In the records below, find each line with "sorted" and copy it.
BEGIN EXTRACTED MATERIAL
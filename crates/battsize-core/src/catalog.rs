// Copyright (c) 2025 SOLARE S.R.O.
//
// This file is part of FluxION.
//
// Licensed under the Creative Commons Attribution-NonCommercial-NoDerivatives 4.0 International
// (CC BY-NC-ND 4.0). You may use and share this file for non-commercial purposes only and you may not
// create derivatives. See <https://creativecommons.org/licenses/by-nc-nd/4.0/>.
//
// This software is provided "AS IS", without warranty of any kind.
//
// For commercial licensing, please contact: info@solare.cz

//! Battery catalog loading and lookup
//!
//! The catalog is read once at startup, validated, and treated as immutable
//! afterwards. The built-in catalog ships inside the binary; an alternative
//! catalog can be loaded from a TOML or JSON file.

use crate::error::{Error, Result};
use crate::recommender;
use battsize_types::{
    BatteryCatalogItem, ChemistryFilter, GLOBAL_REGION, RecommendationInputs,
    RecommendationResult, TierFilter,
};
use serde::Deserialize;
use std::collections::{BTreeMap, BTreeSet, HashSet};
use std::path::Path;
use tracing::{debug, info};

const BUILTIN_CATALOG: &str = include_str!("../data/catalog.toml");

/// File layout shared by the TOML and JSON formats
#[derive(Debug, Deserialize)]
#[serde(deny_unknown_fields)]
struct CatalogFile {
    battery: Vec<BatteryCatalogItem>,
}

/// JSON catalogs may also be a bare array of items
#[derive(Debug, Deserialize)]
#[serde(untagged)]
enum JsonCatalog {
    Items(Vec<BatteryCatalogItem>),
    File(CatalogFile),
}

/// Validated, read-only battery catalog
#[derive(Debug, Clone, Default)]
pub struct Catalog {
    items: Vec<BatteryCatalogItem>,
}

impl Catalog {
    /// Validate `items` and build a catalog from them
    ///
    /// Region codes are upper-cased on the way in so lookups stay case-insensitive.
    pub fn new(items: Vec<BatteryCatalogItem>) -> Result<Self> {
        let mut seen = HashSet::new();
        let mut normalized = Vec::with_capacity(items.len());

        for mut item in items {
            validate_item(&item)?;
            if !seen.insert(item.id.clone()) {
                return Err(Error::DuplicateCatalogId(item.id));
            }
            normalize_regions(&mut item);
            normalized.push(item);
        }

        Ok(Self { items: normalized })
    }

    /// Catalog compiled into the binary
    pub fn builtin() -> Result<Self> {
        let catalog = Self::from_toml_str(BUILTIN_CATALOG)?;
        debug!(items = catalog.len(), "Loaded built-in battery catalog");
        Ok(catalog)
    }

    /// Parse a `[[battery]]` TOML document
    pub fn from_toml_str(content: &str) -> Result<Self> {
        let file: CatalogFile = toml::from_str(content)?;
        Self::new(file.battery)
    }

    /// Parse a JSON array of items or a `{"battery": [...]}` object
    pub fn from_json_str(content: &str) -> Result<Self> {
        let items = match serde_json::from_str::<JsonCatalog>(content)? {
            JsonCatalog::Items(items) => items,
            JsonCatalog::File(file) => file.battery,
        };
        Self::new(items)
    }

    /// Load a catalog file, choosing the format from its extension
    pub fn load(path: impl AsRef<Path>) -> Result<Self> {
        let path = path.as_ref();
        let extension = path
            .extension()
            .and_then(|ext| ext.to_str())
            .map(str::to_lowercase)
            .unwrap_or_default();

        let catalog = match extension.as_str() {
            "toml" => Self::from_toml_str(&std::fs::read_to_string(path)?)?,
            "json" => Self::from_json_str(&std::fs::read_to_string(path)?)?,
            _ => return Err(Error::UnsupportedCatalogFormat(path.display().to_string())),
        };

        info!(
            "Loaded battery catalog from {} ({} items)",
            path.display(),
            catalog.len()
        );
        Ok(catalog)
    }

    pub fn items(&self) -> &[BatteryCatalogItem] {
        &self.items
    }

    pub fn len(&self) -> usize {
        self.items.len()
    }

    pub fn is_empty(&self) -> bool {
        self.items.is_empty()
    }

    pub fn get(&self, id: &str) -> Option<&BatteryCatalogItem> {
        self.items.iter().find(|item| item.id == id)
    }

    /// Every region code that at least one item is explicitly available in
    pub fn regions(&self) -> Vec<String> {
        self.items
            .iter()
            .flat_map(|item| item.region_availability.available_regions())
            .map(str::to_owned)
            .collect::<BTreeSet<_>>()
            .into_iter()
            .collect()
    }

    /// Whether `code` is `GLOBAL` or appears in [`Catalog::regions`]
    pub fn knows_region(&self, code: &str) -> bool {
        let code = code.trim().to_uppercase();
        code == GLOBAL_REGION
            || self
                .items
                .iter()
                .any(|item| item.region_availability.flag(&code))
    }

    /// Items passing the region, tier and chemistry filters, in catalog order
    pub fn filtered(
        &self,
        location_tag: Option<&str>,
        tier_filter: TierFilter,
        chemistry_filter: ChemistryFilter,
    ) -> Vec<&BatteryCatalogItem> {
        recommender::filter_items(&self.items, location_tag, tier_filter, chemistry_filter)
    }

    pub fn recommend(&self, inputs: &RecommendationInputs) -> RecommendationResult {
        recommender::recommend(&self.items, inputs)
    }
}

fn validate_item(item: &BatteryCatalogItem) -> Result<()> {
    let invalid = |reason: &str| {
        Err(Error::InvalidCatalogItem {
            id: item.id.clone(),
            reason: reason.to_owned(),
        })
    };

    if item.id.trim().is_empty() {
        return invalid("id must not be empty");
    }
    if item.brand.trim().is_empty() {
        return invalid("brand must not be empty");
    }
    if item.model.trim().is_empty() {
        return invalid("model must not be empty");
    }
    if !item.usable_kwh_per_unit.is_finite() || item.usable_kwh_per_unit <= 0.0 {
        return invalid("usable_kwh_per_unit must be a positive number");
    }
    if let Some(nameplate) = item.nameplate_kwh_per_unit
        && (!nameplate.is_finite() || nameplate < item.usable_kwh_per_unit)
    {
        return invalid("nameplate_kwh_per_unit must not be below usable_kwh_per_unit");
    }
    if let Some(power) = item.continuous_kw_per_unit
        && (!power.is_finite() || power <= 0.0)
    {
        return invalid("continuous_kw_per_unit must be a positive number");
    }
    if let Some(price) = &item.price_range {
        if !price.min.is_finite() || !price.max.is_finite() || price.min < 0.0 {
            return invalid("price_range bounds must be non-negative numbers");
        }
        if price.min > price.max {
            return invalid("price_range.min must not exceed price_range.max");
        }
        if price.currency.trim().is_empty() {
            return invalid("price_range.currency must not be empty");
        }
    }

    Ok(())
}

fn normalize_regions(item: &mut BatteryCatalogItem) {
    let availability = &mut item.region_availability;
    let mut regions = BTreeMap::new();
    for (code, available) in std::mem::take(&mut availability.regions) {
        let code = code.trim().to_uppercase();
        if code == GLOBAL_REGION {
            availability.global |= available;
            continue;
        }
        // Keep a `true` flag when two spellings of the same code collide
        *regions.entry(code).or_insert(false) |= available;
    }
    availability.regions = regions;
}

#[cfg(test)]
mod tests {
    use super::*;
    use battsize_types::{Chemistry, PriceRange, RegionAvailability, Tier};
    use std::io::Write;
    use tempfile::NamedTempFile;

    fn item(id: &str) -> BatteryCatalogItem {
        BatteryCatalogItem {
            id: id.to_owned(),
            brand: "Acme".to_owned(),
            model: id.to_uppercase(),
            tier: Tier::Mid,
            chemistry: Chemistry::Lfp,
            usable_kwh_per_unit: 5.0,
            nameplate_kwh_per_unit: Some(5.5),
            continuous_kw_per_unit: Some(2.5),
            warranty_years: Some(10),
            region_availability: RegionAvailability::only(["US"]),
            source_url: None,
            source_note: None,
            price_range: Some(PriceRange {
                min: 2000.0,
                max: 2500.0,
                currency: "USD".to_owned(),
            }),
        }
    }

    #[test]
    fn test_builtin_catalog_loads() {
        let catalog = Catalog::builtin().unwrap();
        assert!(catalog.len() >= 15);

        for tier in Tier::all() {
            assert!(
                catalog.items().iter().any(|i| i.tier == *tier),
                "no items in tier {tier}"
            );
        }
        assert!(catalog.get("tesla-powerwall-3").is_some());
        assert!(catalog.get("does-not-exist").is_none());
    }

    #[test]
    fn test_builtin_catalog_regions() {
        let catalog = Catalog::builtin().unwrap();
        let regions = catalog.regions();

        assert!(regions.contains(&"US".to_owned()));
        assert!(regions.contains(&"IN".to_owned()));
        assert!(!regions.contains(&GLOBAL_REGION.to_owned()));

        let mut sorted = regions.clone();
        sorted.sort();
        assert_eq!(regions, sorted);
    }

    #[test]
    fn test_knows_region() {
        let catalog = Catalog::builtin().unwrap();
        assert!(catalog.knows_region("us"));
        assert!(catalog.knows_region("GLOBAL"));
        assert!(!catalog.knows_region("ZZ"));
    }

    #[test]
    fn test_duplicate_id_rejected() {
        let err = Catalog::new(vec![item("a"), item("a")]).unwrap_err();
        assert!(matches!(err, Error::DuplicateCatalogId(id) if id == "a"));
    }

    #[test]
    fn test_invalid_items_rejected() {
        let mut zero_usable = item("zero");
        zero_usable.usable_kwh_per_unit = 0.0;

        let mut small_nameplate = item("small");
        small_nameplate.nameplate_kwh_per_unit = Some(4.0);

        let mut blank_brand = item("blank");
        blank_brand.brand = "  ".to_owned();

        let mut inverted_price = item("price");
        if let Some(price) = inverted_price.price_range.as_mut() {
            price.min = 3000.0;
        }

        let mut nan_usable = item("nan");
        nan_usable.usable_kwh_per_unit = f64::NAN;

        for bad in [zero_usable, small_nameplate, blank_brand, inverted_price, nan_usable] {
            let id = bad.id.clone();
            let err = Catalog::new(vec![bad]).unwrap_err();
            assert!(
                matches!(&err, Error::InvalidCatalogItem { id: got, .. } if *got == id),
                "unexpected error for {id}: {err}"
            );
        }
    }

    #[test]
    fn test_region_codes_are_upper_cased() {
        let mut lower = item("lower");
        lower.region_availability = RegionAvailability {
            global: false,
            regions: [("us".to_owned(), true), ("global".to_owned(), true)]
                .into_iter()
                .collect(),
        };

        let catalog = Catalog::new(vec![lower]).unwrap();
        let availability = &catalog.items()[0].region_availability;
        assert!(availability.flag("US"));
        assert!(availability.global);
        assert_eq!(catalog.regions(), vec!["US".to_owned()]);
    }

    #[test]
    fn test_from_toml_str() {
        let toml = r#"
            [[battery]]
            id = "one"
            brand = "Acme"
            model = "One"
            tier = "diy"
            chemistry = "lfp"
            usable_kwh_per_unit = 2.5
            region_availability = { GLOBAL = true }
        "#;
        let catalog = Catalog::from_toml_str(toml).unwrap();
        assert_eq!(catalog.len(), 1);
        let one = catalog.get("one").unwrap();
        assert_eq!(one.chemistry, Chemistry::Lfp);
        assert!((one.effective_nameplate_kwh() - 2.5).abs() < f64::EPSILON);
    }

    #[test]
    fn test_from_toml_str_parse_error() {
        let err = Catalog::from_toml_str("[[battery]]\nid = ").unwrap_err();
        assert!(matches!(err, Error::CatalogParse(_)));
    }

    #[test]
    fn test_from_json_accepts_array_and_object() {
        let array = r#"[{"id":"x","brand":"Acme","model":"X","tier":"premium",
            "chemistry":"NMC","usable_kwh_per_unit":10.0}]"#;
        let object = format!(r#"{{"battery": {array}}}"#);

        assert_eq!(Catalog::from_json_str(array).unwrap().len(), 1);
        assert_eq!(Catalog::from_json_str(&object).unwrap().len(), 1);
    }

    #[test]
    fn test_from_json_rejects_object_without_battery_list() {
        let misspelled = r#"{"batteries": [{"id":"x","brand":"Acme","model":"X",
            "tier":"premium","chemistry":"NMC","usable_kwh_per_unit":10.0}]}"#;
        for content in [misspelled, "{}"] {
            let err = Catalog::from_json_str(content).unwrap_err();
            assert!(matches!(err, Error::CatalogJson(_)), "{content} accepted");
        }
    }

    #[test]
    fn test_from_toml_rejects_unknown_top_level_key() {
        let err = Catalog::from_toml_str("[[batteries]]\nid = \"x\"\n").unwrap_err();
        assert!(matches!(err, Error::CatalogParse(_)));
    }

    #[test]
    fn test_load_from_file() {
        let mut file = NamedTempFile::with_suffix(".json").unwrap();
        let json = serde_json::to_string(&vec![item("a"), item("b")]).unwrap();
        file.write_all(json.as_bytes()).unwrap();

        let catalog = Catalog::load(file.path()).unwrap();
        assert_eq!(catalog.len(), 2);
        assert_eq!(catalog.get("b").unwrap().model, "B");
    }

    #[test]
    fn test_load_rejects_unknown_extension() {
        let file = NamedTempFile::with_suffix(".yaml").unwrap();
        let err = Catalog::load(file.path()).unwrap_err();
        assert!(matches!(err, Error::UnsupportedCatalogFormat(_)));
    }

    #[test]
    fn test_load_missing_file() {
        let dir = tempfile::tempdir().unwrap();
        let err = Catalog::load(dir.path().join("missing.toml")).unwrap_err();
        assert!(matches!(err, Error::Io(_)));
    }

    #[test]
    fn test_filtered_uses_recommender_filters() {
        let catalog = Catalog::builtin().unwrap();
        let india = catalog.filtered(Some("in"), TierFilter::All, ChemistryFilter::All);
        assert!(!india.is_empty());
        assert!(
            india
                .iter()
                .all(|i| i.region_availability.is_available_in("IN"))
        );

        let nmc = catalog.filtered(None, TierFilter::All, ChemistryFilter::Nmc);
        assert!(nmc.iter().all(|i| i.chemistry == Chemistry::Nmc));
    }
}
END EXTRACTED MATERIAL
RESPONSE TO THE TASK:
        let mut sorted = regions.clone();
        sorted.sort();
        assert_eq!(regions, sorted);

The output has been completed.